— Your instructions —
In the data below, find the line that contains "state.step_index = day;" and the line that contains "let record = TradeRecord::new(&state, action);". Copy both, plus every line between them, exactly.

— Data records —
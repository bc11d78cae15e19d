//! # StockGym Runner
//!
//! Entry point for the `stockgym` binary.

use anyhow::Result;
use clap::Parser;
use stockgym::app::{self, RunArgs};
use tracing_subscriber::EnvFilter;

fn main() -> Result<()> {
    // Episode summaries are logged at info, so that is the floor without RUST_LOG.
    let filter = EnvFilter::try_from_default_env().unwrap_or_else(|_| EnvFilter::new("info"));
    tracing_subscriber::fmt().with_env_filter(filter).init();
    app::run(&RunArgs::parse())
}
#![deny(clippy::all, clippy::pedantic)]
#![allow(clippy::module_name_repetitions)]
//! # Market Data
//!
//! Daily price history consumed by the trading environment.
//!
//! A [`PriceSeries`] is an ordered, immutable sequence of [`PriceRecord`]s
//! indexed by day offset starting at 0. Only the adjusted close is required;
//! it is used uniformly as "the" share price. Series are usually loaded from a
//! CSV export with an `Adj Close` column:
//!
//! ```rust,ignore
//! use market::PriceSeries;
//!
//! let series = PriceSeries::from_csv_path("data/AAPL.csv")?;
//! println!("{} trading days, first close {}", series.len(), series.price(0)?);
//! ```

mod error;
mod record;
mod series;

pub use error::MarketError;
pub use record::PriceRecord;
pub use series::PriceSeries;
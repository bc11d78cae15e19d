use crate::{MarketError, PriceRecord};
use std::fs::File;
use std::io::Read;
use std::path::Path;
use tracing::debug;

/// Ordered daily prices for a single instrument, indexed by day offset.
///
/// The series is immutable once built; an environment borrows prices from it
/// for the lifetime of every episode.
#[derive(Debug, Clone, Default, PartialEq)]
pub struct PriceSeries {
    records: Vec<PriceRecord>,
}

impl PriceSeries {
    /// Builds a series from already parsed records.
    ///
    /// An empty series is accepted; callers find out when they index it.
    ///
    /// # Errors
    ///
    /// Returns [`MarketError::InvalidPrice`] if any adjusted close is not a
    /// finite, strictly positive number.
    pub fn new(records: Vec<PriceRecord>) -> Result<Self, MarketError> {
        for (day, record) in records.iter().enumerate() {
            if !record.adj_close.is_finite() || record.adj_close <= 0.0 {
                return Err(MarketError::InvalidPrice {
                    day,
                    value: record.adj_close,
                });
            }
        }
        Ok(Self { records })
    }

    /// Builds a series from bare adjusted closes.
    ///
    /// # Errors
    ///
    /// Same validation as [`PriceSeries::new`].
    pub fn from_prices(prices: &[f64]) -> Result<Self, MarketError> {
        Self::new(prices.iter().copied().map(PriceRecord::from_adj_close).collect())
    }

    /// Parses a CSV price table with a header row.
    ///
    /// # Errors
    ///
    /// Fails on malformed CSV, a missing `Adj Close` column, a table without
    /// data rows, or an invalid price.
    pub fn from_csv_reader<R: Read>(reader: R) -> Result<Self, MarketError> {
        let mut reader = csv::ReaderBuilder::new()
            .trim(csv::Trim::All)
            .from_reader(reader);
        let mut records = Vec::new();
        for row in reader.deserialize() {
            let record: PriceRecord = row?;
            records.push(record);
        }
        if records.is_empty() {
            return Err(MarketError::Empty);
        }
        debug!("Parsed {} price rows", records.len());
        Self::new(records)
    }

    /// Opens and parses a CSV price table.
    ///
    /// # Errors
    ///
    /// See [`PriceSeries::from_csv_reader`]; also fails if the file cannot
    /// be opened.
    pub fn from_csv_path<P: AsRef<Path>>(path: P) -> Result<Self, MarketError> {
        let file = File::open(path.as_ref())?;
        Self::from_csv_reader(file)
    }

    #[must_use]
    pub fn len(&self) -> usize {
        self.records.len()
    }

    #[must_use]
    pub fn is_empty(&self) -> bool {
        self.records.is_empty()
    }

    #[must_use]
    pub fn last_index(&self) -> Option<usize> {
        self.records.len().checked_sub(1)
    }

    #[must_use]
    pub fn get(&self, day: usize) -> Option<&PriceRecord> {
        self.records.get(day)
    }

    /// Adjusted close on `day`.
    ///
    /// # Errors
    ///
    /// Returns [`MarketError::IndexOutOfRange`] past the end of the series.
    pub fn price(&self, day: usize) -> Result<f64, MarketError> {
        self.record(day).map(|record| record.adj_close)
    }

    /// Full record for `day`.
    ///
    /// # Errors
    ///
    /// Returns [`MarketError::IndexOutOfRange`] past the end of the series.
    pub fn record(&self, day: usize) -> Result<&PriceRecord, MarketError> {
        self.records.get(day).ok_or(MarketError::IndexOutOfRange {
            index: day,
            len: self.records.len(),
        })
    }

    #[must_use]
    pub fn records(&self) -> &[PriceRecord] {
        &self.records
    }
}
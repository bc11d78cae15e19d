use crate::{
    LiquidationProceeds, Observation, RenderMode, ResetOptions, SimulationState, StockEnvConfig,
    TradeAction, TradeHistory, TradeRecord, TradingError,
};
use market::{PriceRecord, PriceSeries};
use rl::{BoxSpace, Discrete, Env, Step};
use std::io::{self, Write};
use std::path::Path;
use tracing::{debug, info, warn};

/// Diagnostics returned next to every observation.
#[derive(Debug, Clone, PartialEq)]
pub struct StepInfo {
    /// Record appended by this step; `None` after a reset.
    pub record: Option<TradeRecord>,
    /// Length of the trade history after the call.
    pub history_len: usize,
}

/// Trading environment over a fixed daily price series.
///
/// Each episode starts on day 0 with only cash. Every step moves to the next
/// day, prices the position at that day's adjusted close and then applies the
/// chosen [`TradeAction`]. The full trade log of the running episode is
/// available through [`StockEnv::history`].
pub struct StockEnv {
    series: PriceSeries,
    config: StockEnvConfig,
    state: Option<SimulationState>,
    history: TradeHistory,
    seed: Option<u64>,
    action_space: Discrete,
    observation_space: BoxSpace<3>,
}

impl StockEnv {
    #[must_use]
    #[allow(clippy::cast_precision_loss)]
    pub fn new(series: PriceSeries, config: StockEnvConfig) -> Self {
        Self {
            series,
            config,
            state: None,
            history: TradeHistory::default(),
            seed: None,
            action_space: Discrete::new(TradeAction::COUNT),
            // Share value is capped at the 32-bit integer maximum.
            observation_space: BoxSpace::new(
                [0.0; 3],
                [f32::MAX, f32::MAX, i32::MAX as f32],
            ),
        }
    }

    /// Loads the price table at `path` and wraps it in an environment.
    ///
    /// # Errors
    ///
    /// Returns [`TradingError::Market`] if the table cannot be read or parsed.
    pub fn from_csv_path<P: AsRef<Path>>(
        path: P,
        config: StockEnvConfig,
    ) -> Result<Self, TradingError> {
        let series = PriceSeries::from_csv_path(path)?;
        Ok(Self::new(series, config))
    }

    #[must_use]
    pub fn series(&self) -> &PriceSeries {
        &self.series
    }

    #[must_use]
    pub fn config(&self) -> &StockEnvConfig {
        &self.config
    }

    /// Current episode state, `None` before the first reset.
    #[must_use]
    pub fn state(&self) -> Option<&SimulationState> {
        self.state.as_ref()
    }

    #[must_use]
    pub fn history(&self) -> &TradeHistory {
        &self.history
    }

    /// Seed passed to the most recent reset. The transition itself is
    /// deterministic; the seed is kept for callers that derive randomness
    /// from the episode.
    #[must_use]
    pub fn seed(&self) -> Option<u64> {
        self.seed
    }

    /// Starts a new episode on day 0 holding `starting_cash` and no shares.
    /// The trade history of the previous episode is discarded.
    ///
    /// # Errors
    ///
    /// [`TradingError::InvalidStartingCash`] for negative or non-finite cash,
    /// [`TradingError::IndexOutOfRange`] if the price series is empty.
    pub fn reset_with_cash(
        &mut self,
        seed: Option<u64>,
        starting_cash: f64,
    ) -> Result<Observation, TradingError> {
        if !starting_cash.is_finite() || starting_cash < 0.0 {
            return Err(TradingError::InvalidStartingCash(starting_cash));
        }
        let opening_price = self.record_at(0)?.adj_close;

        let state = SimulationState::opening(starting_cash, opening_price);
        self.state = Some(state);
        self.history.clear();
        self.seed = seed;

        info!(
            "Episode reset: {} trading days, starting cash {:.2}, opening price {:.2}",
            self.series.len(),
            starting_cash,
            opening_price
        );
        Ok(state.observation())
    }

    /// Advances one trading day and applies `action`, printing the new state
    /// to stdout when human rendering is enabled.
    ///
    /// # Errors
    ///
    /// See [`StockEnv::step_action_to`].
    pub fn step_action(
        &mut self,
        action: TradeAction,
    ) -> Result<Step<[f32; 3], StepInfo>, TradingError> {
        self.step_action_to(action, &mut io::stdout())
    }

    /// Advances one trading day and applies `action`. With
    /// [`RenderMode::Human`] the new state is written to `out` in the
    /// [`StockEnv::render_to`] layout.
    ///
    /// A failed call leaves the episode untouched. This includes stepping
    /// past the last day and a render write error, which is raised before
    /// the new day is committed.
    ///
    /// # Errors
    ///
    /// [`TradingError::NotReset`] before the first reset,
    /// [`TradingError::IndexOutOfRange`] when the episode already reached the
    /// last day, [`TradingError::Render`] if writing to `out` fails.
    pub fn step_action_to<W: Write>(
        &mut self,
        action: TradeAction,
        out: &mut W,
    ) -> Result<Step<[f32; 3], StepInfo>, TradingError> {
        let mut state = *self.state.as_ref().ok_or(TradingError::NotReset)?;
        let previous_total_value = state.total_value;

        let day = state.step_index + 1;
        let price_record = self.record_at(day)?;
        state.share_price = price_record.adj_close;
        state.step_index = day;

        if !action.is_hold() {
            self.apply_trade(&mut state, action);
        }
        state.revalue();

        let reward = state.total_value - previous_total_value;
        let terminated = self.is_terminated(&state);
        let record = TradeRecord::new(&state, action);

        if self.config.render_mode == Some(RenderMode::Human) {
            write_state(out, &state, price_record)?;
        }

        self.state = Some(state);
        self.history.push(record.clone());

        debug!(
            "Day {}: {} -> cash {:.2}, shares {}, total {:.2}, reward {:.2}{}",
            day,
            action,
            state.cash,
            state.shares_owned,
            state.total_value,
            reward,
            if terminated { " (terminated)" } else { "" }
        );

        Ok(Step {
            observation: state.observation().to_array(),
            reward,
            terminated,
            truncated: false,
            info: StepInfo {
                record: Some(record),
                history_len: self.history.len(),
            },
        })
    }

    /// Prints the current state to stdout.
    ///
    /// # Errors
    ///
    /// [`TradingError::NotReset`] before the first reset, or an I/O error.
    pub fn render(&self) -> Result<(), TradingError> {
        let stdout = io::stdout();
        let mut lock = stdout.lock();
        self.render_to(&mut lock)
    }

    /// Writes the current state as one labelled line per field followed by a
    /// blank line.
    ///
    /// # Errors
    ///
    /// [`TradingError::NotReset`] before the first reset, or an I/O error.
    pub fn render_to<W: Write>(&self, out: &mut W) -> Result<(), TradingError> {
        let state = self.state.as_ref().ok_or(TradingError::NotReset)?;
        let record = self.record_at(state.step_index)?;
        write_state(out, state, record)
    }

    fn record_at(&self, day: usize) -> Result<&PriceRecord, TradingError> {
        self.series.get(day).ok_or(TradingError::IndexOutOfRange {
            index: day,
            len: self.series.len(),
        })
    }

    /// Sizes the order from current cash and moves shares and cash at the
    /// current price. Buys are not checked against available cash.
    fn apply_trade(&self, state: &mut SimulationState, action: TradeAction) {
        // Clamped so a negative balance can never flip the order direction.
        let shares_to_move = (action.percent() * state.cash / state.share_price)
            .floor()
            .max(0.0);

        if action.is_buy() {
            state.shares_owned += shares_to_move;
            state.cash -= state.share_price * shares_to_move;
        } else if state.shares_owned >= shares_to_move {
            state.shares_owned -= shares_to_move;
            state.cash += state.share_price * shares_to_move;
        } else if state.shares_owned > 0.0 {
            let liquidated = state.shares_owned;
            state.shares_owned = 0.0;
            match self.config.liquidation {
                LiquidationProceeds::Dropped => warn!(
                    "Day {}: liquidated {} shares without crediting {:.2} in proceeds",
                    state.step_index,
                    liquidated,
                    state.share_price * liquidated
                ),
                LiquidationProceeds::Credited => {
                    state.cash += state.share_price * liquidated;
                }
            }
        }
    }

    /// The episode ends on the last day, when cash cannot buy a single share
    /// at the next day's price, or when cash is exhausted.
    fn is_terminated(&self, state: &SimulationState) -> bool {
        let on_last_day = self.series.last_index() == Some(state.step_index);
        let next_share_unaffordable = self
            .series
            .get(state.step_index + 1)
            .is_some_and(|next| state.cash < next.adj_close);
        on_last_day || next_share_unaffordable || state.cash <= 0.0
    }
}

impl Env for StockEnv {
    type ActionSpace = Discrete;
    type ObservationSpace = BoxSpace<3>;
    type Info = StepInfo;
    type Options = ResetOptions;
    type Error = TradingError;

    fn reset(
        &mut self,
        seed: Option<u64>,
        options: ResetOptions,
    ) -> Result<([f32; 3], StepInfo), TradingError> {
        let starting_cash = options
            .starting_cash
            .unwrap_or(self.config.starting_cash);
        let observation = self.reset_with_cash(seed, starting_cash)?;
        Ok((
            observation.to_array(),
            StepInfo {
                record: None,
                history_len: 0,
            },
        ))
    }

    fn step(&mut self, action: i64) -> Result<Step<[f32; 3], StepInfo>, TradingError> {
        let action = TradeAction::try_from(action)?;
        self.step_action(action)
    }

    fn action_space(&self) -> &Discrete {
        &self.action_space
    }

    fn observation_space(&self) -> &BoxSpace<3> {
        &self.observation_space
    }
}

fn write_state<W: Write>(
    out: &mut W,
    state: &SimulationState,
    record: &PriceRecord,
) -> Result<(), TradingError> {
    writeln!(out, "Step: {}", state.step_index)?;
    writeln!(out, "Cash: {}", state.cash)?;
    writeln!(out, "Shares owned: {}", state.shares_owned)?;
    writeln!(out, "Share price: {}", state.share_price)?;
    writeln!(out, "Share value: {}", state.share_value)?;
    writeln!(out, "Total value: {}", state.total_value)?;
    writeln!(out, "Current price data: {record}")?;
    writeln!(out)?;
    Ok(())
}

— Solution to this task —
        state.step_index = day;

        if !action.is_hold() {
            self.apply_trade(&mut state, action);
        }
        state.revalue();

        let reward = state.total_value - previous_total_value;
        let terminated = self.is_terminated(&state);
        let record = TradeRecord::new(&state, action);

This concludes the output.